• Work order
Line by line, copy the material below exactly.

• Data shown
// ABOUTME: Failed-authentication lockout table
// ABOUTME: In-process dashmap keyed by principal; resets on process restart

use std::time::{Duration, Instant};

use dashmap::DashMap;

#[derive(Debug, Clone)]
struct Attempts {
    count: u32,
    window_started_at: Instant,
}

/// Tracks failed login attempts per `(tenant_id, user_id)` pair and locks
/// out further attempts once the threshold is crossed within the window.
/// Threshold and window come from `AuthConfig` rather than being hardcoded,
/// so deployments can tune lockout sensitivity.
#[derive(Debug)]
pub struct RateLimiter {
    attempts: DashMap<String, Attempts>,
    max_failures: u32,
    window: Duration,
}

impl RateLimiter {
    #[must_use]
    pub fn new(max_failures: u32, window_minutes: i64) -> Self {
        Self {
            attempts: DashMap::new(),
            max_failures,
            window: Duration::from_secs((window_minutes.max(0) as u64) * 60),
        }
    }

    fn key(tenant_id: &str, user_id: &str) -> String {
        format!("{tenant_id}:{user_id}")
    }

    /// Returns `Some(retry_after_secs)` if the principal is currently
    /// locked out, `None` if the attempt may proceed.
    #[must_use]
    pub fn check(&self, tenant_id: &str, user_id: &str) -> Option<u64> {
        let key = Self::key(tenant_id, user_id);
        let entry = self.attempts.get(&key)?;
        if entry.count < self.max_failures {
            return None;
        }
        let elapsed = entry.window_started_at.elapsed();
        if elapsed >= self.window {
            None
        } else {
            Some((self.window - elapsed).as_secs())
        }
    }

    /// Records a failed attempt, starting or continuing the sliding window.
    pub fn record_failure(&self, tenant_id: &str, user_id: &str) {
        let key = Self::key(tenant_id, user_id);
        let now = Instant::now();
        let window = self.window;
        self.attempts
            .entry(key)
            .and_modify(|a| {
                if now.duration_since(a.window_started_at) >= window {
                    a.count = 1;
                    a.window_started_at = now;
                } else {
                    a.count += 1;
                }
            })
            .or_insert(Attempts {
                count: 1,
                window_started_at: now,
            });
    }

    /// Clears the failure count on a successful authentication.
    pub fn record_success(&self, tenant_id: &str, user_id: &str) {
        self.attempts.remove(&Self::key(tenant_id, user_id));
    }

    /// Drops entries whose window has lapsed. Intended to be called
    /// periodically so the table doesn't grow unbounded.
    pub fn prune_expired(&self) {
        let now = Instant::now();
        let window = self.window;
        self.attempts
            .retain(|_, a| now.duration_since(a.window_started_at) < window);
    }
}

#[cfg(test)]
mod tests {
    use super::*;

    const MAX_FAILURES: u32 = 5;

    fn limiter() -> RateLimiter {
        RateLimiter::new(MAX_FAILURES, 15)
    }

    #[test]
    fn allows_attempts_below_threshold() {
        let limiter = limiter();
        for _ in 0..MAX_FAILURES - 1 {
            limiter.record_failure("acme", "alice");
        }
        assert!(limiter.check("acme", "alice").is_none());
    }

    #[test]
    fn locks_out_after_threshold() {
        let limiter = limiter();
        for _ in 0..MAX_FAILURES {
            limiter.record_failure("acme", "alice");
        }
        assert!(limiter.check("acme", "alice").is_some());
    }

    #[test]
    fn success_clears_failures() {
        let limiter = limiter();
        for _ in 0..MAX_FAILURES {
            limiter.record_failure("acme", "alice");
        }
        limiter.record_success("acme", "alice");
        assert!(limiter.check("acme", "alice").is_none());
    }

    #[test]
    fn lockout_is_scoped_per_principal() {
        let limiter = limiter();
        for _ in 0..MAX_FAILURES {
            limiter.record_failure("acme", "alice");
        }
        assert!(limiter.check("acme", "bob").is_none());
        assert!(limiter.check("globex", "alice").is_none());
    }
}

• Response to the task
// ABOUTME: Failed-authentication lockout table
// ABOUTME: In-process dashmap keyed by principal; resets on process restart

use std::time::{Duration, Instant};

use dashmap::DashMap;

#[derive(Debug, Clone)]
struct Attempts {
    count: u32,
    window_started_at: Instant,
}

/// Tracks failed login attempts per `(tenant_id, user_id)` pair and locks
/// out further attempts once the threshold is crossed within the window.
/// Threshold and window come from `AuthConfig` rather than being hardcoded,
/// so deployments can tune lockout sensitivity.
#[derive(Debug)]
pub struct RateLimiter {
    attempts: DashMap<String, Attempts>,
    max_failures: u32,
    window: Duration,
}

impl RateLimiter {
    #[must_use]
    pub fn new(max_failures: u32, window_minutes: i64) -> Self {
        Self {
            attempts: DashMap::new(),
            max_failures,
            window: Duration::from_secs((window_minutes.max(0) as u64) * 60),
        }
    }

    fn key(tenant_id: &str, user_id: &str) -> String {
        format!("{tenant_id}:{user_id}")
    }

    /// Returns `Some(retry_after_secs)` if the principal is currently
    /// locked out, `None` if the attempt may proceed.
    #[must_use]
    pub fn check(&self, tenant_id: &str, user_id: &str) -> Option<u64> {
        let key = Self::key(tenant_id, user_id);
        let entry = self.attempts.get(&key)?;
        if entry.count < self.max_failures {
            return None;
        }
        let elapsed = entry.window_started_at.elapsed();
        if elapsed >= self.window {
            None
        } else {
            Some((self.window - elapsed).as_secs())
        }
    }

    /// Records a failed attempt, starting or continuing the sliding window.
    pub fn record_failure(&self, tenant_id: &str, user_id: &str) {
        let key = Self::key(tenant_id, user_id);
        let now = Instant::now();
        let window = self.window;
        self.attempts
            .entry(key)
            .and_modify(|a| {
                if now.duration_since(a.window_started_at) >= window {
                    a.count = 1;
                    a.window_started_at = now;
                } else {
                    a.count += 1;
                }
            })
            .or_insert(Attempts {
                count: 1,
                window_started_at: now,
            });
    }

    /// Clears the failure count on a successful authentication.
    pub fn record_success(&self, tenant_id: &str, user_id: &str) {
        self.attempts.remove(&Self::key(tenant_id, user_id));
    }

    /// Drops entries whose window has lapsed. Intended to be called
    /// periodically so the table doesn't grow unbounded.
    pub fn prune_expired(&self) {
        let now = Instant::now();
        let window = self.window;
        self.attempts
            .retain(|_, a| now.duration_since(a.window_started_at) < window);
    }
}

#[cfg(test)]
mod tests {
    use super::*;

    const MAX_FAILURES: u32 = 5;

    fn limiter() -> RateLimiter {
        RateLimiter::new(MAX_FAILURES, 15)
    }

    #[test]
    fn allows_attempts_below_threshold() {
        let limiter = limiter();
        for _ in 0..MAX_FAILURES - 1 {
            limiter.record_failure("acme", "alice");
        }
        assert!(limiter.check("acme", "alice").is_none());
    }

    #[test]
    fn locks_out_after_threshold() {
        let limiter = limiter();
        for _ in 0..MAX_FAILURES {
            limiter.record_failure("acme", "alice");
        }
        assert!(limiter.check("acme", "alice").is_some());
    }

    #[test]
    fn success_clears_failures() {
        let limiter = limiter();
        for _ in 0..MAX_FAILURES {
            limiter.record_failure("acme", "alice");
        }
        limiter.record_success("acme", "alice");
        assert!(limiter.check("acme", "alice").is_none());
    }

    #[test]
    fn lockout_is_scoped_per_principal() {
        let limiter = limiter();
        for _ in 0..MAX_FAILURES {
            limiter.record_failure("acme", "alice");
        }
        assert!(limiter.check("acme", "bob").is_none());
        assert!(limiter.check("globex", "alice").is_none());
    }
}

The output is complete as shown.